* **Your instructions**
Below are entries. Copy exactly the lines running from the line that holds "impl<T, S> FromRequest<S> for JsonBody<T>" to the line that holds "let Json(value) = Json::<T>::from_request(req, state)", with both ends included.

──────── Dataset extract ────────

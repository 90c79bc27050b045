//! Custom Axum extractors.
//!
//! - [`CorrelationId`]: the request's correlation id
//! - [`ClientIp`]: client address, proxy headers first
//! - [`BearerToken`]: the `Authorization: Bearer <token>` credential
//! - [`JsonBody`] / [`QueryParams`]: `Json` and `Query` whose rejections
//!   use the error envelope

use crate::error::AppError;
use crate::middleware::CORRELATION_ID_HEADER;
use axum::{
    Json, async_trait,
    extract::{ConnectInfo, FromRequest, FromRequestParts, Query, Request},
    http::{HeaderMap, header::AUTHORIZATION, request::Parts},
};
use serde::de::DeserializeOwned;
use std::net::{IpAddr, Ipv4Addr, SocketAddr};
use uuid::Uuid;

/// Correlation ID for request tracing.
///
/// Reads the id stored by the correlation middleware, then the
/// `X-Correlation-ID` header, and generates a fresh UUID v4 otherwise.
#[derive(Debug, Clone, Copy, PartialEq, Eq)]
pub struct CorrelationId(pub Uuid);

#[async_trait]
impl<S> FromRequestParts<S> for CorrelationId
where
    S: Send + Sync,
{
    type Rejection = std::convert::Infallible;

    async fn from_request_parts(parts: &mut Parts, _state: &S) -> Result<Self, Self::Rejection> {
        if let Some(id) = parts.extensions.get::<Self>() {
            return Ok(*id);
        }

        let correlation_id = parts
            .headers
            .get(CORRELATION_ID_HEADER)
            .and_then(|v| v.to_str().ok())
            .and_then(|s| Uuid::parse_str(s).ok())
            .unwrap_or_else(Uuid::new_v4);

        Ok(Self(correlation_id))
    }
}

/// Client IP address.
///
/// # Priority
///
/// 1. `X-Forwarded-For` (first IP in the list)
/// 2. `X-Real-IP`
/// 3. Peer address from `ConnectInfo`, when the server records it
/// 4. `127.0.0.1`
#[derive(Debug, Clone, Copy, PartialEq, Eq, Hash)]
pub struct ClientIp(pub IpAddr);

#[async_trait]
impl<S> FromRequestParts<S> for ClientIp
where
    S: Send + Sync,
{
    type Rejection = std::convert::Infallible;

    async fn from_request_parts(parts: &mut Parts, _state: &S) -> Result<Self, Self::Rejection> {
        let peer = parts
            .extensions
            .get::<ConnectInfo<SocketAddr>>()
            .map(|ConnectInfo(addr)| addr.ip());

        Ok(Self(client_ip(&parts.headers, peer)))
    }
}

/// Resolves the client address from proxy headers, then the peer address.
#[must_use]
pub fn client_ip(headers: &HeaderMap, peer: Option<IpAddr>) -> IpAddr {
    let forwarded = headers
        .get("X-Forwarded-For")
        .and_then(|v| v.to_str().ok())
        .and_then(|v| v.split(',').next())
        .and_then(|first| first.trim().parse::<IpAddr>().ok());

    let real_ip = || {
        headers
            .get("X-Real-IP")
            .and_then(|v| v.to_str().ok())
            .and_then(|v| v.trim().parse::<IpAddr>().ok())
    };

    forwarded
        .or_else(real_ip)
        .or(peer)
        .unwrap_or(IpAddr::V4(Ipv4Addr::LOCALHOST))
}

/// Bearer token from `Authorization: Bearer <token>`.
///
/// Rejects with 401 when the header is missing, uses another scheme or
/// carries an empty token.
#[derive(Debug, Clone, PartialEq, Eq)]
pub struct BearerToken(pub String);

#[async_trait]
impl<S> FromRequestParts<S> for BearerToken
where
    S: Send + Sync,
{
    type Rejection = AppError;

    async fn from_request_parts(parts: &mut Parts, _state: &S) -> Result<Self, Self::Rejection> {
        let header = parts
            .headers
            .get(AUTHORIZATION)
            .and_then(|value| value.to_str().ok())
            .ok_or_else(|| AppError::unauthorized("Authentication required"))?;

        let token = header
            .strip_prefix("Bearer ")
            .map(str::trim)
            .ok_or_else(|| {
                AppError::unauthorized("Invalid authorization format. Expected 'Bearer <token>'")
            })?;

        if token.is_empty() {
            return Err(AppError::unauthorized("Empty bearer token"));
        }

        Ok(Self(token.to_string()))
    }
}

/// JSON body. Malformed or mistyped bodies are rejected with a 400
/// `VALIDATION_ERROR` envelope instead of axum's plain-text rejection.
#[derive(Debug, Clone, Copy, Default)]
pub struct JsonBody<T>(pub T);

#[async_trait]
impl<T, S> FromRequest<S> for JsonBody<T>
where
    T: DeserializeOwned,
    S: Send + Sync,
{
    type Rejection = AppError;

    async fn from_request(req: Request, state: &S) -> Result<Self, Self::Rejection> {
        let Json(value) = Json::<T>::from_request(req, state)
            .await
            .map_err(|rejection| AppError::validation(rejection.body_text()))?;
        Ok(Self(value))
    }
}

/// Query string, rejected like [`JsonBody`].
#[derive(Debug, Clone, Copy, Default)]
pub struct QueryParams<T>(pub T);

#[async_trait]
impl<T, S> FromRequestParts<S> for QueryParams<T>
where
    T: DeserializeOwned,
    S: Send + Sync,
{
    type Rejection = AppError;

    async fn from_request_parts(parts: &mut Parts, state: &S) -> Result<Self, Self::Rejection> {
        let Query(value) = Query::<T>::from_request_parts(parts, state)
            .await
            .map_err(|rejection| AppError::validation(rejection.body_text()))?;
        Ok(Self(value))
    }
}

#[cfg(test)]
#[allow(clippy::unwrap_used, clippy::expect_used)]
mod tests {
    use super::*;
    use axum::http::{HeaderValue, Request, StatusCode};
    use serde::Deserialize;

    fn parts(headers: &[(&str, &str)]) -> Parts {
        let mut builder = Request::builder().uri("/");
        for (name, value) in headers {
            builder = builder.header(*name, *value);
        }
        builder.body(()).unwrap().into_parts().0
    }

    #[tokio::test]
    async fn test_correlation_id_from_header() {
        let id = Uuid::new_v4();
        let text = id.to_string();
        let mut parts = parts(&[(CORRELATION_ID_HEADER, text.as_str())]);
        let extracted = CorrelationId::from_request_parts(&mut parts, &()).await.unwrap();
        assert_eq!(extracted.0, id);
    }

    #[tokio::test]
    async fn test_correlation_id_prefers_extension() {
        let stored = CorrelationId(Uuid::new_v4());
        let other = Uuid::new_v4().to_string();
        let mut parts = parts(&[(CORRELATION_ID_HEADER, other.as_str())]);
        parts.extensions.insert(stored);
        let extracted = CorrelationId::from_request_parts(&mut parts, &()).await.unwrap();
        assert_eq!(extracted, stored);
    }

    #[test]
    fn test_client_ip_priority() {
        let mut headers = HeaderMap::new();
        let peer: IpAddr = "10.1.1.1".parse().unwrap();
        assert_eq!(client_ip(&headers, Some(peer)), peer);
        assert_eq!(client_ip(&headers, None), IpAddr::V4(Ipv4Addr::LOCALHOST));

        headers.insert("X-Real-IP", HeaderValue::from_static("192.0.2.7"));
        assert_eq!(client_ip(&headers, Some(peer)).to_string(), "192.0.2.7");

        headers.insert(
            "X-Forwarded-For",
            HeaderValue::from_static("203.0.113.5, 10.0.0.1"),
        );
        assert_eq!(client_ip(&headers, Some(peer)).to_string(), "203.0.113.5");
    }

    #[tokio::test]
    async fn test_bearer_token() {
        let mut ok = parts(&[("authorization", "Bearer s3ss10n")]);
        let token = BearerToken::from_request_parts(&mut ok, &()).await.unwrap();
        assert_eq!(token.0, "s3ss10n");

        let mut missing = parts(&[]);
        let err = BearerToken::from_request_parts(&mut missing, &())
            .await
            .unwrap_err();
        assert_eq!(err.status(), StatusCode::UNAUTHORIZED);

        let mut basic = parts(&[("authorization", "Basic dXNlcjpwdw==")]);
        assert!(BearerToken::from_request_parts(&mut basic, &()).await.is_err());

        let mut empty = parts(&[("authorization", "Bearer ")]);
        assert!(BearerToken::from_request_parts(&mut empty, &()).await.is_err());
    }

    #[derive(Debug, Deserialize)]
    struct Listing {
        page: Option<u32>,
    }

    #[tokio::test]
    async fn test_query_params_rejection_uses_envelope() {
        let mut ok = Request::builder()
            .uri("/flags?page=2")
            .body(())
            .unwrap()
            .into_parts()
            .0;
        let QueryParams(listing) = QueryParams::<Listing>::from_request_parts(&mut ok, &())
            .await
            .unwrap();
        assert_eq!(listing.page, Some(2));

        let mut bad = Request::builder()
            .uri("/flags?page=two")
            .body(())
            .unwrap()
            .into_parts()
            .0;
        let err = QueryParams::<Listing>::from_request_parts(&mut bad, &())
            .await
            .unwrap_err();
        assert_eq!(err.status(), StatusCode::BAD_REQUEST);
        assert_eq!(err.code(), "VALIDATION_ERROR");
    }

    #[tokio::test]
    async fn test_json_body_rejection_uses_envelope() {
        let request = axum::http::Request::builder()
            .method("POST")
            .uri("/")
            .header("content-type", "application/json")
            .body(axum::body::Body::from("{not json"))
            .unwrap();
        let err = JsonBody::<serde_json::Value>::from_request(request, &())
            .await
            .unwrap_err();
        assert_eq!(err.status(), StatusCode::BAD_REQUEST);
    }
}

────────

* **Expected answer**
impl<T, S> FromRequest<S> for JsonBody<T>
where
    T: DeserializeOwned,
    S: Send + Sync,
{
    type Rejection = AppError;

    async fn from_request(req: Request, state: &S) -> Result<Self, Self::Rejection> {
        let Json(value) = Json::<T>::from_request(req, state)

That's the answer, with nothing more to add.